炎逸不是圣人,他也怕死,尤其是他还未得到他的辰儿谅解,他又岂会甘心赴死?
只是他为炎国亲王,不是只在繁华安定之时接受群臣的跪拜和老百姓的崇拜,而是要在国家危难之时担负起自己肩上应该承受的责任。
舒缓一下愁容,炎帝肃然道:“父皇等你凯旋而归!”
炎帝年轻时也是带兵打仗的能手,他这一生经历的战争自是要比炎逸多得多,他方才之所以顾虑是因为他太在乎炎逸了。
永成王炎厉身份不纯,绝无继位可能。
逍遥王炎浚胸无大志,如今更是成了佛门俗家弟子,也是生生断了炎帝的后路。
还有一个六皇子炎沛,今年已有十五岁,性子倒是沉稳,张弛有度......
如此想着,炎帝紧锁的浓眉不禁缓了缓,老眸中恢复了以往的睿智:“此次之战表面是咱们炎国和陈国作战,实则镇北军必定会插一手!在你来之前,父皇已派白毅前去说服!”
“父皇英明!”炎逸拱了拱手,但他俊脸上的神色却是异常沉重。
即言佳安全归去,即言尘第一时刻就宣布北域独立,看来是南倾辰早就将镇北侯死于他剑下一事告知了即言尘。
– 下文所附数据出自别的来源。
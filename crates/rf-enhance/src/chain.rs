//! Per-channel processing chain
//!
//! Echo and the RMS gate run on the raw chunk, spectral subtraction and the
//! frequency filter share one STFT pass, AGC runs on the reconstructed
//! output. A dry delay line keeps the unprocessed input aligned with the
//! processed output for pass-through fallback.

use std::collections::VecDeque;

use crate::agc::AutoGainControl;
use crate::config::EnhancementConfig;
use crate::echo::{EchoCanceller, EchoHistory};
use crate::error::EnhanceResult;
use crate::filter::FrequencyFilter;
use crate::noise_gate::NoiseGate;
use crate::noise_profile::{NoiseEstimator, NoiseProfile};
use crate::spectral_subtraction::SpectralSubtractor;
use crate::stft::StftProcessor;
use crate::Stage;

/// Processing state of one channel
pub(crate) struct ChannelChain {
    stft: StftProcessor,
    estimator: NoiseEstimator,
    subtractor: SpectralSubtractor,
    filter: FrequencyFilter,
    gate: NoiseGate,
    echo: EchoCanceller,
    agc: AutoGainControl,
    /// Input delayed by the STFT latency
    dry: VecDeque<f32>,
    /// Time-domain pre-processing buffer
    work: Vec<f32>,
    sample_rate: u32,
}

impl ChannelChain {
    pub fn new(config: &EnhancementConfig, sample_rate: u32) -> Self {
        let stft = StftProcessor::new(config.window_size, config.hop_size());
        let latency = stft.latency_samples();

        Self {
            estimator: NoiseEstimator::new(config.window_size, config.noise_smoothing),
            subtractor: SpectralSubtractor::from_config(config),
            filter: FrequencyFilter::new(
                config.window_size,
                sample_rate,
                config.high_pass_cutoff_hz,
                config.low_pass_cutoff_hz,
            ),
            gate: NoiseGate::new(sample_rate, config.gate_block_ms, config.noise_reduction_strength),
            echo: EchoCanceller::new(
                sample_rate,
                config.echo_delay_ms,
                config.echo_cancellation_strength,
            ),
            agc: AutoGainControl::new(
                sample_rate,
                config.gain_control_threshold,
                config.agc_max_gain,
                config.agc_window_ms,
                config.agc_attack_ms,
                config.agc_release_ms,
            ),
            dry: std::iter::repeat_n(0.0, latency).collect(),
            work: Vec::new(),
            stft,
            sample_rate,
        }
    }

    /// Run one chunk; `output` gets the processed signal, `dry_out` the
    /// input delayed by the same latency
    pub fn process(
        &mut self,
        input: &[f32],
        output: &mut [f32],
        dry_out: &mut [f32],
        config: &EnhancementConfig,
    ) -> EnhanceResult<()> {
        for (dry, &x) in dry_out.iter_mut().zip(input) {
            self.dry.push_back(x);
            *dry = self.dry.pop_front().unwrap_or(0.0);
        }

        self.work.clear();
        self.work.extend_from_slice(input);

        if config.enable_echo_cancellation {
            self.echo.process(&mut self.work);
        }
        if config.uses_rms_gate() {
            self.gate.process(&mut self.work);
        }

        let subtract = config.enable_spectral_subtraction;
        let filtering = config.enable_frequency_filtering;

        let Self {
            stft,
            estimator,
            subtractor,
            filter,
            work,
            ..
        } = self;

        let result = stft.process(work, output, |frame, spectrum| {
            // Profile keeps learning even while subtraction is off
            estimator.observe(frame, spectrum);
            if subtract {
                subtractor.process_spectrum(spectrum, estimator.profile());
            }
            if filtering {
                filter.process_spectrum(spectrum);
            }
        });

        if config.enable_auto_gain_control {
            self.agc.process(output);
        }

        result
    }

    /// Feed the chunk's final output into the echo reference
    pub fn record_output(&mut self, output: &[f32]) {
        self.echo.record_output(output);
    }

    /// Pick up parameter changes that need no reallocation
    pub fn apply_config(&mut self, config: &EnhancementConfig) {
        self.estimator.set_smoothing(config.noise_smoothing);
        self.subtractor.apply_config(config);
        self.filter
            .set_cutoffs(config.high_pass_cutoff_hz, config.low_pass_cutoff_hz);
        self.gate.set_strength(config.noise_reduction_strength);
        self.gate.set_block_ms(config.gate_block_ms);
        self.echo.set_strength(config.echo_cancellation_strength);
        self.echo.set_delay_ms(config.echo_delay_ms);
        self.agc
            .set_levels(config.gain_control_threshold, config.agc_max_gain);
        self.agc.set_times(
            config.agc_window_ms,
            config.agc_attack_ms,
            config.agc_release_ms,
        );
    }

    /// Re-size time-based state for a new sample rate
    ///
    /// The noise profile is dropped: its bins now map to other frequencies.
    pub fn set_sample_rate(&mut self, sample_rate: u32) {
        if sample_rate == self.sample_rate {
            return;
        }
        self.sample_rate = sample_rate;
        self.filter.set_sample_rate(sample_rate);
        self.gate.set_sample_rate(sample_rate);
        self.echo.set_sample_rate(sample_rate);
        self.agc.set_sample_rate(sample_rate);
        self.estimator.reset();
    }

    /// Clear all runtime state, keep parameters
    pub fn reset(&mut self) {
        self.stft.reset();
        self.reset_stages();

        let latency = self.latency_samples();
        self.dry.clear();
        self.dry.extend(std::iter::repeat_n(0.0, latency));
    }

    /// Recover from a numeric failure without dropping in-flight audio
    ///
    /// Learned state and stage state start over; frame and dry-line samples
    /// are kept, with any non-finite values zeroed.
    pub fn recover(&mut self) {
        self.reset_stages();
        self.stft.scrub_non_finite();
        for sample in self.dry.iter_mut().filter(|s| !s.is_finite()) {
            *sample = 0.0;
        }
    }

    fn reset_stages(&mut self) {
        self.estimator.reset();

        let stages: [&mut dyn Stage; 5] = [
            &mut self.echo,
            &mut self.gate,
            &mut self.subtractor,
            &mut self.filter,
            &mut self.agc,
        ];
        for stage in stages {
            stage.reset();
        }
    }

    /// Echo delay in samples
    pub fn echo_delay_samples(&self) -> usize {
        self.echo.delay_samples()
    }

    /// Delay between input and output
    pub fn latency_samples(&self) -> usize {
        self.stft.latency_samples()
    }

    pub fn noise_profile(&self) -> &NoiseProfile {
        self.estimator.profile()
    }

    pub fn echo_history(&self) -> &EchoHistory {
        self.echo.history()
    }
}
想到此,炎逸自嘲的咧了咧嘴角,事到如今,他还奢望什么?
南倾辰想要他的命早已不是一日两日。
花氏一族之事他可辩,孩子一事他也可辩,可唯独即墨一事,他辩无可辩。
那日他身负重伤,加之即墨对他的刺激,使得他一时失了分寸,下手失了轻重......
镇北军暂时中立,实则不动则以,动则必反。
换句话说就是,他们炎国现在腹背受敌,夹击在陈国和镇北军之间。
之后二人又聊了一些战场上的对策,炎逸无心聊,战场之上突发状况太多,届时没有那么多条条框框,一切都需见机行事,更何况将在外君命有所受有所不受,所以淡淡说了句:“父皇不必忧心,镇北军有关中军压制,儿臣会见机行事的!”
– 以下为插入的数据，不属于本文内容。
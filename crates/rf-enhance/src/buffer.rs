//! Sample buffers handed between the engine and its callers

use std::time::Duration;

/// Interleaved audio owned by whichever stage currently holds it
#[derive(Debug, Clone, PartialEq)]
pub struct SampleBuffer {
    /// Samples normalised to [-1.0, 1.0] (interleaved when multi-channel)
    pub samples: Vec<f32>,
    /// Sample rate
    pub sample_rate: u32,
    /// Number of channels
    pub channels: usize,
}

impl SampleBuffer {
    /// Create buffer
    pub fn new(samples: Vec<f32>, sample_rate: u32, channels: usize) -> Self {
        Self {
            samples,
            sample_rate,
            channels,
        }
    }

    /// Create mono buffer
    pub fn mono(samples: Vec<f32>, sample_rate: u32) -> Self {
        Self::new(samples, sample_rate, 1)
    }

    /// Samples per channel
    pub fn frames(&self) -> usize {
        self.samples.len() / self.channels.max(1)
    }

    /// Playback duration
    pub fn duration(&self) -> Duration {
        if self.sample_rate == 0 {
            return Duration::ZERO;
        }
        Duration::from_secs_f64(self.frames() as f64 / self.sample_rate as f64)
    }

    /// Empty buffer
    pub fn is_empty(&self) -> bool {
        self.samples.is_empty()
    }
}

/// Split interleaved samples into per-channel buffers (reusing their storage)
pub(crate) fn deinterleave_into(samples: &[f32], outputs: &mut [Vec<f32>]) {
    let channels = outputs.len();
    let frames = samples.len() / channels;

    for (ch, out) in outputs.iter_mut().enumerate() {
        out.clear();
        out.extend(samples.iter().skip(ch).step_by(channels).take(frames));
    }
}

/// Interleave per-channel buffers of equal length
pub(crate) fn interleave(inputs: &[Vec<f32>]) -> Vec<f32> {
    let frames = inputs.first().map(|c| c.len()).unwrap_or(0);
    let mut data = Vec::with_capacity(frames * inputs.len());

    for i in 0..frames {
        for ch in inputs {
            data.push(ch.get(i).copied().unwrap_or(0.0));
        }
    }

    data
}
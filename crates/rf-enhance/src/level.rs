//! Level measurement helpers shared by the stages

/// RMS of a block (0.0 for an empty block)
#[inline]
pub fn rms(block: &[f32]) -> f32 {
    if block.is_empty() {
        return 0.0;
    }
    let sum: f32 = block.iter().map(|x| x * x).sum();
    (sum / block.len() as f32).sqrt()
}

/// One-pole smoothing coefficient for a time constant
///
/// Used as `state = target + coeff * (state - target)`.
#[inline]
pub fn time_coeff(time_ms: f32, sample_rate: f32) -> f32 {
    let samples = time_ms * 0.001 * sample_rate;
    if samples <= 0.0 {
        0.0
    } else {
        (-1.0 / samples).exp()
    }
}

/// Samples covered by a duration, at least one
#[inline]
pub fn ms_to_samples(ms: f32, sample_rate: u32) -> usize {
    ((ms * 0.001 * sample_rate as f32).round() as usize).max(1)
}

/// Long-term running minimum
///
/// Falls to any lower observation immediately and creeps back up towards
/// higher observations at `rise` per update.
#[derive(Debug, Clone)]
pub struct MinimumTracker {
    minimum: f32,
    rise: f32,
    primed: bool,
}

impl MinimumTracker {
    /// Create tracker with a per-update rise rate (0.0 - 1.0)
    pub fn new(rise: f32) -> Self {
        Self {
            minimum: 0.0,
            rise: rise.clamp(0.0, 1.0),
            primed: false,
        }
    }

    /// Feed one observation, returns the updated minimum
    pub fn update(&mut self, value: f32) -> f32 {
        if !self.primed {
            self.minimum = value;
            self.primed = true;
        } else if value < self.minimum {
            self.minimum = value;
        } else {
            self.minimum += self.rise * (value - self.minimum);
        }
        self.minimum
    }

    /// Current minimum (0.0 before the first observation)
    pub fn minimum(&self) -> f32 {
        self.minimum
    }

    /// Forget all observations
    pub fn reset(&mut self) {
        self.minimum = 0.0;
        self.primed = false;
    }
}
随后又认真叮嘱了炎帝一句:“鉴于上次炎宥和花翊勾结一事,儿臣在外行军打仗之际,不免他们会故技重施,所以父皇还需盯紧朝堂,莫让有心人再次钻了空子!”
炎帝听罢,意味深长点了点头。
自从炎宥、南凌风等人跌下神坛之后,朝堂上的局势就发生了微妙的变化。
俨然变成了国舅苏涣和永成王炎厉的天下,加之炎逸的警戒,这让炎帝非常不爽。
所以在炎逸出征的第一日,炎帝就雷霆手腕整肃了朝堂,将那些拉帮结派的朝廷官员全部肃清,当然晋王党并未暴露。
一来,炎逸拉拢的这些人,本就乃有格局之人,并非那些溜须拍马、阿谀奉承之人,而是心有大志,一心为朝堂之人,加之私交甚少,故而并不易察觉。
二来,炎帝有心网开一面,毕竟这些人并无任何不矩。
但永成王和国舅这种国之重臣却非炎帝所能轻易除去的,于是他动了动手指头,提拔了国舅为“封疆大吏”。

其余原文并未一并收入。